Collected data entries:

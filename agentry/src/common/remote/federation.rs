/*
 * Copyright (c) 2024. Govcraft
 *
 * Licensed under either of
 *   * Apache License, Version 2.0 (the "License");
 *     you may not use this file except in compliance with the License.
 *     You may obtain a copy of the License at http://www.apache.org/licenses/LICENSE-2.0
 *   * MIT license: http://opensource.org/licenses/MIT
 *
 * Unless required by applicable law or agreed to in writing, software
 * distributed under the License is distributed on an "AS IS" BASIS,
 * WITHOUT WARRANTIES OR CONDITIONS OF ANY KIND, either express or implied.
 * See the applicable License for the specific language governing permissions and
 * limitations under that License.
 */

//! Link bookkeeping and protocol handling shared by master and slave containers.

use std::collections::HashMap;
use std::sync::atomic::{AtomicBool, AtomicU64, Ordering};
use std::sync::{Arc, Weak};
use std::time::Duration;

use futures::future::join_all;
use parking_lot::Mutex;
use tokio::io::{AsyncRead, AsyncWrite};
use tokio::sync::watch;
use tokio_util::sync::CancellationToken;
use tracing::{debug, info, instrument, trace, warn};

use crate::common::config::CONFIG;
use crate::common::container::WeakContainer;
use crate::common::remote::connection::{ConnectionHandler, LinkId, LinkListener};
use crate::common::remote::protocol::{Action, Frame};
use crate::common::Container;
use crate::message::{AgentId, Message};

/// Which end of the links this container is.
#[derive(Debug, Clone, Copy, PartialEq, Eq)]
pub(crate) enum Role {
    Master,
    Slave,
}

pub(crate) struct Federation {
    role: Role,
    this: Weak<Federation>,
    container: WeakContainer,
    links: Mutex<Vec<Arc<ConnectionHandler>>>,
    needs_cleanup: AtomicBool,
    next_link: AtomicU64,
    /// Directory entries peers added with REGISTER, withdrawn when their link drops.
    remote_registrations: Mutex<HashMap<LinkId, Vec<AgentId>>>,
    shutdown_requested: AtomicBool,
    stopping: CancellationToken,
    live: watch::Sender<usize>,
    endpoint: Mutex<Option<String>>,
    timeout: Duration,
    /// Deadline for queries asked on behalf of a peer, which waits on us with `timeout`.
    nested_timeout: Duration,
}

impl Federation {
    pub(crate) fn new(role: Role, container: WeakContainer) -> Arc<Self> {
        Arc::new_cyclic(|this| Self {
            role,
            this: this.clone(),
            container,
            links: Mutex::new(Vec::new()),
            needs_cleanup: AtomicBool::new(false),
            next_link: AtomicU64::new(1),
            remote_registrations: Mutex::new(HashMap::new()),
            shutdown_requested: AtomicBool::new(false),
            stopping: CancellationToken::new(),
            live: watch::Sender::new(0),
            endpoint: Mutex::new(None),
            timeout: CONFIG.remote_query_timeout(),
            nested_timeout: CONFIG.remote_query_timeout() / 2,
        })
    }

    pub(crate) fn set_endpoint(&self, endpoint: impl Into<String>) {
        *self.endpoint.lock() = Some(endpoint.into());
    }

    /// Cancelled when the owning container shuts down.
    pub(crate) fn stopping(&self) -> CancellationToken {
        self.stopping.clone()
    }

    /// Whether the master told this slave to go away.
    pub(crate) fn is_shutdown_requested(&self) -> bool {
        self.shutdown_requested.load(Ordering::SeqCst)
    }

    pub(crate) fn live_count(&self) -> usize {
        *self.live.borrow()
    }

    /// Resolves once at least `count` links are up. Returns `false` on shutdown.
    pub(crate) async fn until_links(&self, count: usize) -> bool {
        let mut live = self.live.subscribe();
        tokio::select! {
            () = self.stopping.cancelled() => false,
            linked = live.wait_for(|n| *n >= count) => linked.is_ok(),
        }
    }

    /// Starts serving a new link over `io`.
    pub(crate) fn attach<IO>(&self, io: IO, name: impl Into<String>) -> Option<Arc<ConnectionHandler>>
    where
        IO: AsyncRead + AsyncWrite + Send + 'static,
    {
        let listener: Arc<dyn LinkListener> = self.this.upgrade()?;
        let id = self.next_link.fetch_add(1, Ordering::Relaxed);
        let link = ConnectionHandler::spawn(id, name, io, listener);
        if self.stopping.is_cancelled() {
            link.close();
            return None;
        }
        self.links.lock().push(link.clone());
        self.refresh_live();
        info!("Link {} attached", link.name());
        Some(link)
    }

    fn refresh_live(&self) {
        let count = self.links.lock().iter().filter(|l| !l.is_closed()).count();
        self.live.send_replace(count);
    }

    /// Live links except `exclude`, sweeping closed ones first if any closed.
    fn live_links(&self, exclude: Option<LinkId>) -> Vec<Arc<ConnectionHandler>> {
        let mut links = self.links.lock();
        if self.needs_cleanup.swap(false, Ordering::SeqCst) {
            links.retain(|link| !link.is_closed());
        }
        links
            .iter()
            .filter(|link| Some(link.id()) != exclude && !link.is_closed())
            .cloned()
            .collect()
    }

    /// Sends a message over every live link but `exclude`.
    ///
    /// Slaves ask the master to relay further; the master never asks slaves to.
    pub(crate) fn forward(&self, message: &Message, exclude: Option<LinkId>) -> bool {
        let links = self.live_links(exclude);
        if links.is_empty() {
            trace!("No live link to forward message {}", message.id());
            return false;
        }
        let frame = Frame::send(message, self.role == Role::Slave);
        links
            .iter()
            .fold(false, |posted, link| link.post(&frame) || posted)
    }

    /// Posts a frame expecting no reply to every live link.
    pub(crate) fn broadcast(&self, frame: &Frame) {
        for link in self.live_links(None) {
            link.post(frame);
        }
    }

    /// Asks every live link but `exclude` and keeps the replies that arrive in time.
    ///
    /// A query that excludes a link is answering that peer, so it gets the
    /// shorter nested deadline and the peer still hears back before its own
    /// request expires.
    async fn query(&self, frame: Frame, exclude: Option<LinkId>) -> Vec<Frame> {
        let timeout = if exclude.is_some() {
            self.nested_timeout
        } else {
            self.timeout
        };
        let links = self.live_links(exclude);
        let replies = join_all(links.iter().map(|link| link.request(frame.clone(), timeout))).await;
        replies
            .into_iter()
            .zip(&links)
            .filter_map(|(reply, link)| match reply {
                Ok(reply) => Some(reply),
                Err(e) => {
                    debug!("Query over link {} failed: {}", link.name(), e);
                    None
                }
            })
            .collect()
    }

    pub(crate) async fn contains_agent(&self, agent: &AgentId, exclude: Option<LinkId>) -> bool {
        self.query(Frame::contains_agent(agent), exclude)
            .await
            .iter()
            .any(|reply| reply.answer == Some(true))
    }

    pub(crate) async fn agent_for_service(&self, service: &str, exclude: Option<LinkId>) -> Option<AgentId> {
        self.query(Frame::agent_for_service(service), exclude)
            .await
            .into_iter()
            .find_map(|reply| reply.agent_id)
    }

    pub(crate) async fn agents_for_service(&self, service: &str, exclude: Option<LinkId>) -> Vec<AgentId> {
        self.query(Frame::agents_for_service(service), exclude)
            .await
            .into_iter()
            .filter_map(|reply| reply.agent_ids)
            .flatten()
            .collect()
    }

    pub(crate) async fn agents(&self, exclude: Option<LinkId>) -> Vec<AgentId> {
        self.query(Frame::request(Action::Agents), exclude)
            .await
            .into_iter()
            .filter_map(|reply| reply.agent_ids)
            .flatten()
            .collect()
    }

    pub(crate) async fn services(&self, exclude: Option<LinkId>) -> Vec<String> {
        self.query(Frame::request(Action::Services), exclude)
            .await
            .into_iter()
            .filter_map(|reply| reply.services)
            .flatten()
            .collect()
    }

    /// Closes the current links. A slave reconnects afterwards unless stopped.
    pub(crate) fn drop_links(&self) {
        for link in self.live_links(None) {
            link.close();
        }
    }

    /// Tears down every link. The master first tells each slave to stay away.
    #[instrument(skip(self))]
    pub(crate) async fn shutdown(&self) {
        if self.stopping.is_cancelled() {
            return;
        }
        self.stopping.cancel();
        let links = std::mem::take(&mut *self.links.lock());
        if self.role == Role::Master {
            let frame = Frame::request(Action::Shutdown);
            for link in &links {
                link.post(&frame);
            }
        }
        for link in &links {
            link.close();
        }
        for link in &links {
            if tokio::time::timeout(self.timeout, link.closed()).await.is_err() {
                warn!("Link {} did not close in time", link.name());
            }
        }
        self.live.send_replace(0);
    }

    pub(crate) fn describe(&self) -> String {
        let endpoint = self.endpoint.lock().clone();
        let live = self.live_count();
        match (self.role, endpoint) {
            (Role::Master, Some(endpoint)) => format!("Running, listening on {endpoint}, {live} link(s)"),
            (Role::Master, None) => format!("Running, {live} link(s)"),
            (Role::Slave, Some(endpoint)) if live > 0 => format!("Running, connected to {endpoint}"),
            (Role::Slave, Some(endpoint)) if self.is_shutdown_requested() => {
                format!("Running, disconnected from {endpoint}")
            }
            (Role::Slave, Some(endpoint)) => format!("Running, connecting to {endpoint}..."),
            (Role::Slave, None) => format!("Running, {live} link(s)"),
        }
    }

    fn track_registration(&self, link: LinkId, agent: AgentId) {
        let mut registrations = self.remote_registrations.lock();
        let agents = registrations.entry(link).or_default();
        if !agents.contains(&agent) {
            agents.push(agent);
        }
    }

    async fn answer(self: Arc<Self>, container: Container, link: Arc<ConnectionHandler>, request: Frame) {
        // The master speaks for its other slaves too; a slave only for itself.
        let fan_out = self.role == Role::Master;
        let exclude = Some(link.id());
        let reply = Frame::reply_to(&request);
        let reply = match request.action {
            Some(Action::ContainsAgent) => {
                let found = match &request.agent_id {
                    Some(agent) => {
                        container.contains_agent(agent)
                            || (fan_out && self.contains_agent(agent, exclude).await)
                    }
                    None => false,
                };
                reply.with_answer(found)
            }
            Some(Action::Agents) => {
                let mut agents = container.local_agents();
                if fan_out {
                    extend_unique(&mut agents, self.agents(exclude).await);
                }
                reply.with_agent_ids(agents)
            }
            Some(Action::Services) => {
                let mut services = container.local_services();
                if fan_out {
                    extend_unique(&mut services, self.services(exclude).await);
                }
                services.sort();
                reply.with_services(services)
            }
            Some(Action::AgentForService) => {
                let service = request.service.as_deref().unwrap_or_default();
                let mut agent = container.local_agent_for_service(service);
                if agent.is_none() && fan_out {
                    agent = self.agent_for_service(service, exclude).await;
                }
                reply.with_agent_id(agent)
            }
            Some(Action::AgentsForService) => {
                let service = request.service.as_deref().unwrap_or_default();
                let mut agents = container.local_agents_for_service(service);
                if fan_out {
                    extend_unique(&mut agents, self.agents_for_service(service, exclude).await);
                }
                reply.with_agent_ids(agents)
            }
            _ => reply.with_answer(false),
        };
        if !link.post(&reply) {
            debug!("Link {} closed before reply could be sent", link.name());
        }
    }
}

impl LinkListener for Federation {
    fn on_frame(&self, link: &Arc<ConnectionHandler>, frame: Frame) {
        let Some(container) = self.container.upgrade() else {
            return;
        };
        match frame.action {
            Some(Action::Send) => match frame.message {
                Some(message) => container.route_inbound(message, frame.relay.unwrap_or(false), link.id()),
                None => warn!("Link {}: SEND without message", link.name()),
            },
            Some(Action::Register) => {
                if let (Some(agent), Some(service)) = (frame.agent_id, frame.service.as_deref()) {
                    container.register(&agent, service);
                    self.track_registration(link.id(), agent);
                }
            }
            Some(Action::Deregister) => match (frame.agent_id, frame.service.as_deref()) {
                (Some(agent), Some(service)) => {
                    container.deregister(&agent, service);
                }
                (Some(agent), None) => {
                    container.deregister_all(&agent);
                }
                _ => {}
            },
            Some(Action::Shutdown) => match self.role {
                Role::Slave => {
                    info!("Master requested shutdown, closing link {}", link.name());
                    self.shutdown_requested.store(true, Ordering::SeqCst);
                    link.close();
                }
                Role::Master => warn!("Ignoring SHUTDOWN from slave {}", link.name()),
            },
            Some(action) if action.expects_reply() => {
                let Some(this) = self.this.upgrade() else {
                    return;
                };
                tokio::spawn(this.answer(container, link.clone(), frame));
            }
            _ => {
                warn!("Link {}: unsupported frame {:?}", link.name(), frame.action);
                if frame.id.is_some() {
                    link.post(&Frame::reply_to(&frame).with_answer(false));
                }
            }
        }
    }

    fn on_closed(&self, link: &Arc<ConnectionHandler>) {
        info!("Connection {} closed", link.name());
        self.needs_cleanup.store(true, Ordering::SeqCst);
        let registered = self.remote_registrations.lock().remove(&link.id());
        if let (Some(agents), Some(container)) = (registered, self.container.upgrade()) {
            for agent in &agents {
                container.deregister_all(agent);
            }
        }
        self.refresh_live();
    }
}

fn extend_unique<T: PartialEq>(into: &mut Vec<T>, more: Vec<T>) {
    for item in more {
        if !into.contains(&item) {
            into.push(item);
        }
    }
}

==

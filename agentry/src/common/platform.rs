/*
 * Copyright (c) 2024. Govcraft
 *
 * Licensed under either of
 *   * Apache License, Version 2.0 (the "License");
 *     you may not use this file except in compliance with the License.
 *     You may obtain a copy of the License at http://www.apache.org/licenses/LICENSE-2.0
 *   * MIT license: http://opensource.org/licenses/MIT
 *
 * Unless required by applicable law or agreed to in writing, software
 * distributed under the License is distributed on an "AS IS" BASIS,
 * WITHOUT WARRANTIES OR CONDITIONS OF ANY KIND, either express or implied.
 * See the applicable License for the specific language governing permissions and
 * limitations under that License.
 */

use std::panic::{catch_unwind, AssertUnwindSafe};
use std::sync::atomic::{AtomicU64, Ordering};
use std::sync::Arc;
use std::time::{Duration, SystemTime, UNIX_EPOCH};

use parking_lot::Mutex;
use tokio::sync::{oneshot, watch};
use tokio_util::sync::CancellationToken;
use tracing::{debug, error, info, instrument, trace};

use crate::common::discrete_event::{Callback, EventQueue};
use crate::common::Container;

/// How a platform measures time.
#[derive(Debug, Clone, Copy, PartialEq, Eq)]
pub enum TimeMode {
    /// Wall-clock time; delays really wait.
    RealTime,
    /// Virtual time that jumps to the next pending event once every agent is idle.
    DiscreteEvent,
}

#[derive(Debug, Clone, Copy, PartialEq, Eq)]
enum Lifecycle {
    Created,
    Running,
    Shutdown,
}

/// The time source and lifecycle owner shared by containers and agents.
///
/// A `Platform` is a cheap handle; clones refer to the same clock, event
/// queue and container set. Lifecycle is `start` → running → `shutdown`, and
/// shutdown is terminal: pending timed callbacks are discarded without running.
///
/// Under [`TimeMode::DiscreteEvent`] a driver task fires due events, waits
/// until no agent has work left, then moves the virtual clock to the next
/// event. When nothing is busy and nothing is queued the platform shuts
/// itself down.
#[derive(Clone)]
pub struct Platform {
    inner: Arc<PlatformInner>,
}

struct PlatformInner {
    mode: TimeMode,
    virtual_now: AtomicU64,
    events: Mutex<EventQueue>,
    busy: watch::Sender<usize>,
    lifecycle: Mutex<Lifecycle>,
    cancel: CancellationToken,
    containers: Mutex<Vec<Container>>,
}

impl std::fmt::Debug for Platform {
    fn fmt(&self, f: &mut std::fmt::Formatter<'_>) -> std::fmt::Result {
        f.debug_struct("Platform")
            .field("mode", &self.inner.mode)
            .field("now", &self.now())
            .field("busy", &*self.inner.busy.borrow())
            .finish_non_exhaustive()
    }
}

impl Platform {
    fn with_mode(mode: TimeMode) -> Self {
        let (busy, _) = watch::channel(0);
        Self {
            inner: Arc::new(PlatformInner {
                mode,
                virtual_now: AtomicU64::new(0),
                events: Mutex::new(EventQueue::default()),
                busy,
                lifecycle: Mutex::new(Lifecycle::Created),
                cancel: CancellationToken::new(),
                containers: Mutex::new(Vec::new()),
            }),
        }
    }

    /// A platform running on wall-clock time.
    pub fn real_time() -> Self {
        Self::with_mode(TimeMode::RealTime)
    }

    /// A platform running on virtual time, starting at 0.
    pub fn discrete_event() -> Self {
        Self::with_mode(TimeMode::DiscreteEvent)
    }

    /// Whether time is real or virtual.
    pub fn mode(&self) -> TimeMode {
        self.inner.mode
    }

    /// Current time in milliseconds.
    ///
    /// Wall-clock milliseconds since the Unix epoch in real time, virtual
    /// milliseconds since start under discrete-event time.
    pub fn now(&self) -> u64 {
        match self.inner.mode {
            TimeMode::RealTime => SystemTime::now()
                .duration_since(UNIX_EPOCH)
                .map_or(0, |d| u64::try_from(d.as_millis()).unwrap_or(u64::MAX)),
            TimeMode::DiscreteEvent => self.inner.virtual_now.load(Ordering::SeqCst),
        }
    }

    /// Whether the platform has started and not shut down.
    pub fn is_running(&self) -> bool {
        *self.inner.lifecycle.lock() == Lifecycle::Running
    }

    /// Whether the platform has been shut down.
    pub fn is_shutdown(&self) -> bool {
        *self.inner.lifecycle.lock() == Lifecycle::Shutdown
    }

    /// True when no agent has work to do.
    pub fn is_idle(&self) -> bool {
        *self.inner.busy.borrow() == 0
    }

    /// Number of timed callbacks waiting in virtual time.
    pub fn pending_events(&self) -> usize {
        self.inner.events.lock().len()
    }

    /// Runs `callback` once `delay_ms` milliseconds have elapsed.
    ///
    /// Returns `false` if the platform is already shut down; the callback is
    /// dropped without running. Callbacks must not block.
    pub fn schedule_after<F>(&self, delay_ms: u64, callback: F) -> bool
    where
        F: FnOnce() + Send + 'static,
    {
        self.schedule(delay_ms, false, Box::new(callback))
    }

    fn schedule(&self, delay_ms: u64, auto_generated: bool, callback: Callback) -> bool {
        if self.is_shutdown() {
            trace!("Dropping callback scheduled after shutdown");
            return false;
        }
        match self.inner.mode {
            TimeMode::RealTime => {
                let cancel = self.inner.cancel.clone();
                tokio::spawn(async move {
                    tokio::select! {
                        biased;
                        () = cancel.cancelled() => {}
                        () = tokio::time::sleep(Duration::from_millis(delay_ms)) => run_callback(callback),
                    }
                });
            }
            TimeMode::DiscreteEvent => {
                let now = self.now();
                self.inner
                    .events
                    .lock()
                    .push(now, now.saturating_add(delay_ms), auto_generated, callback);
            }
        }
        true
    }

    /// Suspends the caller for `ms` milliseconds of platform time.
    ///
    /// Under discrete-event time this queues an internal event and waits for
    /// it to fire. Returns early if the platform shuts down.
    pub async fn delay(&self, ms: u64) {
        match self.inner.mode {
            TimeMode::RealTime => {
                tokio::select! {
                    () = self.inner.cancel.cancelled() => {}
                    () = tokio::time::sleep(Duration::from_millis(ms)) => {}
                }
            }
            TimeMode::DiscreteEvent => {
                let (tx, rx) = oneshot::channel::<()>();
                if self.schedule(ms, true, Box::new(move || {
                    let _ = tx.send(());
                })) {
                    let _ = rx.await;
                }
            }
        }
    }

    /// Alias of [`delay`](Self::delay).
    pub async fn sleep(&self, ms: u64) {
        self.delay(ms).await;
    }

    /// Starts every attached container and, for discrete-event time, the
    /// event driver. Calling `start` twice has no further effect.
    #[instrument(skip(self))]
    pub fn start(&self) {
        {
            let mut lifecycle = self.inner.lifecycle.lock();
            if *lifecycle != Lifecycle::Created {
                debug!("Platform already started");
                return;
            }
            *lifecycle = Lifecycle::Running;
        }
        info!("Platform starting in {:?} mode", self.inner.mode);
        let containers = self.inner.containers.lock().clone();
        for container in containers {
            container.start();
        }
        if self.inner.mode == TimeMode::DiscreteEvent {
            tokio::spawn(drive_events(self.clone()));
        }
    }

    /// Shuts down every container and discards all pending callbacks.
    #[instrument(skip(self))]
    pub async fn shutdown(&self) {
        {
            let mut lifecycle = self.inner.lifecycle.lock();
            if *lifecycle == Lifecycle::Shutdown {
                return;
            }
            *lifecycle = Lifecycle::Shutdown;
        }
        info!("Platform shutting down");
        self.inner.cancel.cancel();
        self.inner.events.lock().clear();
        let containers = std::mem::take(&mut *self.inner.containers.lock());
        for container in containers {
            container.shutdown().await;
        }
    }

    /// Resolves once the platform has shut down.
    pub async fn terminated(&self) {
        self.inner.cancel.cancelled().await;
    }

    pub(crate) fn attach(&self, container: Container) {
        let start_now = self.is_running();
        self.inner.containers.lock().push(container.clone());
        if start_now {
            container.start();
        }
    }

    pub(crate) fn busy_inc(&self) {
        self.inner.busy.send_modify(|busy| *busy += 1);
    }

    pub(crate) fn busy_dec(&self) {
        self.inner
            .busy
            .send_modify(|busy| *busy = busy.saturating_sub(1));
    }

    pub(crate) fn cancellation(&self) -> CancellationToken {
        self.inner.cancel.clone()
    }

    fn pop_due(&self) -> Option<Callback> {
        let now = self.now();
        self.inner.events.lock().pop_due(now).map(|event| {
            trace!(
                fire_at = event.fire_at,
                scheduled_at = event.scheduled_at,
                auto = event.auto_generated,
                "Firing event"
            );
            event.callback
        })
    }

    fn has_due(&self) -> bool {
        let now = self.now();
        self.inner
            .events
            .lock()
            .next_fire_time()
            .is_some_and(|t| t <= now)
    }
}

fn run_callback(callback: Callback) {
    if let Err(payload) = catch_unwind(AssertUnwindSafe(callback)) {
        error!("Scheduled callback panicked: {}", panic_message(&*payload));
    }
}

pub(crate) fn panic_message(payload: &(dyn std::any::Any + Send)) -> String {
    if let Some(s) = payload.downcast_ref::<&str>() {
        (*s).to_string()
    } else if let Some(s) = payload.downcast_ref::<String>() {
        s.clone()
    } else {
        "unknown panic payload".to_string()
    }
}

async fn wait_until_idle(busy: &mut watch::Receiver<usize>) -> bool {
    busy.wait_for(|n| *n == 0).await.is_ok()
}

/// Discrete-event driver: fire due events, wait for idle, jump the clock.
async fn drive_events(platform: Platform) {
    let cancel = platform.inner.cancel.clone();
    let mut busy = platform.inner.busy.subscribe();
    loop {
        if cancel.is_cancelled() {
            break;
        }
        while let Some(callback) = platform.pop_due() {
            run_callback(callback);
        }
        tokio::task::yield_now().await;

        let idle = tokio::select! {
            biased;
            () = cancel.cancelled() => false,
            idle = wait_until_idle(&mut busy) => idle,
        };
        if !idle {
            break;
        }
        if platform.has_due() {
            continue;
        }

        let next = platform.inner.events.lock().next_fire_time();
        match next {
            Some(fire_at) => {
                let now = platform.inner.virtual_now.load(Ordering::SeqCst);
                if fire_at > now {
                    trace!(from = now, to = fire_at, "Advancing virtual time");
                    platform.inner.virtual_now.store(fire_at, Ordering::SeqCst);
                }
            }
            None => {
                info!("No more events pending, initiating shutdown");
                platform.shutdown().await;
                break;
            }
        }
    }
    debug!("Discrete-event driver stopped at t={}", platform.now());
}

WHAT THE TASK ASKS: Scan the data for lines containing "stopping" and copy all of them.

ANSWER SPACE:
    stopping: CancellationToken,
            stopping: CancellationToken::new(),
    pub(crate) fn stopping(&self) -> CancellationToken {
        self.stopping.clone()
            () = self.stopping.cancelled() => false,
        if self.stopping.is_cancelled() {
        if self.stopping.is_cancelled() {
        self.stopping.cancel();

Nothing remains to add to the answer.